XRP ETFs attract inflows amid surge in wallets. Bitcoin and ether funds fight.


XRP held near $1.37 at midday Hong Kong time on Thursday, according to market data from CoinDesk, with new ETF and on-chain data suggesting some investors may be rotating into XRP. Meanwhile, the market leader bitcoin was around $77,400 and ether (eTH) was still under pressure.

Data from CoinGlass shows that XRP-linked funds raised $8.88 million in the latest session, extending a streak of positive flows that includes $18.52 million on May 14 and $10.87 million on May 15. Over the past week, XRP products have attracted approximately $42 million in net inflows.

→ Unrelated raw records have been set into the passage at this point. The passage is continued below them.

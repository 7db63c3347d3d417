use thiserror::Error;

use super::types::Phase;

#[derive(Debug, Clone, PartialEq, Eq, Error)]
pub(crate) enum StreamError {
    #[error("cannot {action} while the stream is {phase}")]
    InvalidPhase { action: &'static str, phase: Phase },
}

This has caught the attention of analysts because money has been leaving major publicly traded crypto products. Bitcoin ETFs lost another $100.9 million in the latest daily session, following redemptions of $648.6 million, $331.1 million and $290.4 million earlier in the same stretch. Ether products also remained under pressure, losing $32.6 million in the latest session.

The data suggests a selective appetite for exposure to alternative cryptocurrencies, although the broader XRP network growth trend remains weaker than late 2025 levels.

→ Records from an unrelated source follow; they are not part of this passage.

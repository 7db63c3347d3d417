use std::fs;
use std::io::Write;
use std::os::unix::fs::PermissionsExt;
use std::path::Path;
use std::sync::{Arc, Mutex};
use std::time::Duration;

use anyhow::{bail, Context, Result};
use crossbeam_channel::bounded;
use tracing::{info, warn};

mod config;
mod logging;
mod producer;
mod providers;
mod render;
mod signal;
mod stream;
mod transcript;

use config::AppConfig;
use producer::{spawn_producer, FragmentSender};
use providers::Provider;
use render::TerminalRenderer;
use stream::{BlockKind, CancelToken, StreamCoordinator, StreamOutcome};
use transcript::{StoredTurn, TranscriptSaver, TranscriptStore};

const APP_VERSION: &str = env!("CARGO_PKG_VERSION");
const DEFAULT_HISTORY: usize = 5;
const USAGE: &str = "usage: fencestream [--provider claude|simulated] [--no-transcript] <prompt...>
       fencestream --history [N]
       fencestream --clear-history
       fencestream --version";

#[derive(Debug, PartialEq, Eq)]
enum Invocation {
    Version,
    History(usize),
    ClearHistory,
    Prompt {
        prompt: String,
        provider: Option<Provider>,
        transcript: bool,
    },
}

fn parse_args(args: &[String]) -> std::result::Result<Invocation, String> {
    let mut provider = None;
    let mut transcript = true;
    let mut words: Vec<&str> = Vec::new();
    let mut iter = args.iter().map(String::as_str);

    while let Some(arg) = iter.next() {
        if !words.is_empty() {
            words.push(arg);
            continue;
        }
        match arg {
            "--version" | "-v" => return Ok(Invocation::Version),
            "--history" => {
                let count = match iter.next() {
                    Some(raw) => raw
                        .parse::<usize>()
                        .map_err(|_| format!("invalid history count: {raw}"))?,
                    None => DEFAULT_HISTORY,
                };
                return Ok(Invocation::History(count));
            }
            "--clear-history" => return Ok(Invocation::ClearHistory),
            "--provider" | "-p" => {
                let raw = iter.next().ok_or("--provider needs a value")?;
                provider =
                    Some(Provider::parse(raw).ok_or_else(|| format!("unknown provider: {raw}"))?);
            }
            "--no-transcript" => transcript = false,
            "--" => words.extend(iter.by_ref()),
            unknown if unknown.starts_with("--") => {
                return Err(format!("unknown argument: {unknown}"));
            }
            word => words.push(word),
        }
    }

    let prompt = words.join(" ");
    if prompt.trim().is_empty() {
        return Err("missing prompt".to_string());
    }
    Ok(Invocation::Prompt {
        prompt,
        provider,
        transcript,
    })
}

fn main() -> Result<()> {
    let args: Vec<String> = std::env::args().skip(1).collect();
    let invocation = match parse_args(&args) {
        Ok(invocation) => invocation,
        Err(msg) => {
            eprintln!("{msg}");
            eprintln!("{USAGE}");
            std::process::exit(2);
        }
    };

    let mut config = AppConfig::load()?;
    match logging::init(&config.log_filter) {
        Ok(path) => info!(path = %path.display(), version = APP_VERSION, "logging started"),
        Err(err) => eprintln!("logging disabled: {err:#}"),
    }

    match invocation {
        Invocation::Version => {
            println!("fencestream {}", APP_VERSION);
            Ok(())
        }
        Invocation::History(count) => print_history(&config, count),
        Invocation::ClearHistory => {
            TranscriptStore::open_default()?
                .clear_session(&config.session_id)
                .context("clear history")?;
            println!("cleared history for session {}", config.session_id);
            Ok(())
        }
        Invocation::Prompt {
            prompt,
            provider,
            transcript,
        } => {
            if let Some(provider) = provider {
                config.provider = provider;
            }
            config.transcript &= transcript;
            let outcome = run_prompt(&config, &prompt)?;
            std::process::exit(exit_code(&outcome));
        }
    }
}

fn run_prompt(config: &AppConfig, prompt: &str) -> Result<StreamOutcome> {
    let provider = config.provider;
    if let Some(binary) = provider.binary() {
        if !command_available(binary) {
            bail!("{} not available on PATH", binary);
        }
    }

    let cancel = CancelToken::new();
    let child_pids = Arc::new(Mutex::new(Vec::new()));
    signal::install_interrupt_handler(cancel.clone())?;

    let saver = if config.transcript {
        match TranscriptStore::open_default()
            .and_then(|store| TranscriptSaver::begin(store, &config.session_id, prompt))
        {
            Ok(saver) => {
                info!(session = %config.session_id, turn = saver.turn(), "recording transcript");
                Some(saver)
            }
            Err(err) => {
                warn!(error = %format!("{err:#}"), "transcript disabled");
                None
            }
        }
    } else {
        None
    };
    let renderer = TerminalRenderer::new(std::io::stdout(), render::terminal_width());
    let mut coordinator = StreamCoordinator::new(config.stream.clone(), (renderer, saver));

    let (tx, rx) = bounded(config.stream.capacity());
    info!(provider = provider.as_str(), prompt_len = prompt.len(), "starting stream");
    let producer = spawn_producer(
        provider,
        prompt.to_string(),
        FragmentSender::new(tx),
        child_pids.clone(),
        Duration::from_millis(config.simulated_delay_ms),
    );

    let outcome = coordinator.run(&rx, &cancel).context("stream coordinator")?;
    // A producer blocked on a full channel sees the hang-up and stops.
    drop(rx);
    if outcome == StreamOutcome::Cancelled {
        signal::terminate_children(&child_pids);
    }
    if producer.join().is_err() {
        warn!("producer thread panicked");
    }
    Ok(outcome)
}

fn exit_code(outcome: &StreamOutcome) -> i32 {
    match outcome {
        StreamOutcome::Completed => 0,
        StreamOutcome::Failed(_) => 1,
        StreamOutcome::Cancelled => 130,
    }
}

fn print_history(config: &AppConfig, count: usize) -> Result<()> {
    let store = TranscriptStore::open_default()?;
    let turns = store
        .recent_turns(&config.session_id, count)
        .context("load history")?;
    let mut out = std::io::stdout().lock();
    if turns.is_empty() {
        writeln!(out, "no history for session {}", config.session_id)?;
        return Ok(());
    }
    let text = format_history(&turns, render::terminal_width());
    out.write_all(text.as_bytes())?;
    Ok(())
}

fn format_history(turns: &[StoredTurn], width: usize) -> String {
    let mut text = String::new();
    for turn in turns {
        let outcome = turn.outcome.as_deref().unwrap_or("unfinished");
        text.push_str(&format!("#{} > {} [{}]\n", turn.turn, turn.prompt, outcome));
        for block in &turn.blocks {
            match block.kind {
                BlockKind::Prose => text.push_str(&block.content),
                BlockKind::Thinking => {
                    for line in block.content.lines() {
                        text.push_str(&format!("  | {line}\n"));
                    }
                }
                BlockKind::Code => {
                    if !text.ends_with('\n') {
                        text.push('\n');
                    }
                    let language = block.language.as_deref().unwrap_or("text");
                    text.push_str(&render::code_header(language, width));
                    text.push('\n');
                    text.push_str(&block.content);
                    if !block.content.ends_with('\n') {
                        text.push('\n');
                    }
                    text.push_str(&render::code_footer(width));
                    text.push('\n');
                }
            }
        }
        if !text.ends_with('\n') {
            text.push('\n');
        }
        text.push('\n');
    }
    text
}

fn command_available(bin: &str) -> bool {
    let Some(path) = std::env::var_os("PATH") else {
        return false;
    };
    for dir in std::env::split_paths(&path) {
        let full = dir.join(bin);
        if is_executable(&full) {
            return true;
        }
    }
    false
}

fn is_executable(path: &Path) -> bool {
    let Ok(meta) = fs::metadata(path) else {
        return false;
    };
    if !meta.is_file() {
        return false;
    }
    meta.permissions().mode() & 0o111 != 0
}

Chain activity offers a second, although less definitive, signal.

XRP recorded the fourth-largest daily increase in wallet creations this year, with 4,300 new wallets added in 24 hours, according to Blockchain analytics firm Santiment.

The creation of new portfolios can sometimes indicate new participation in the network, especially when combined with capital inflows.

But Santiment’s broader chart suggests caution.

XRP network growth has been on an overall downward trend since late 2025, making the latest move look more like a sharp one-day spike than clear evidence of sustained adoption.

For traders, the question is whether XRP is seeing the early stages of a broader trading rotation, or simply a burst of short-lived speculative positioning as the broader crypto market remains under pressure.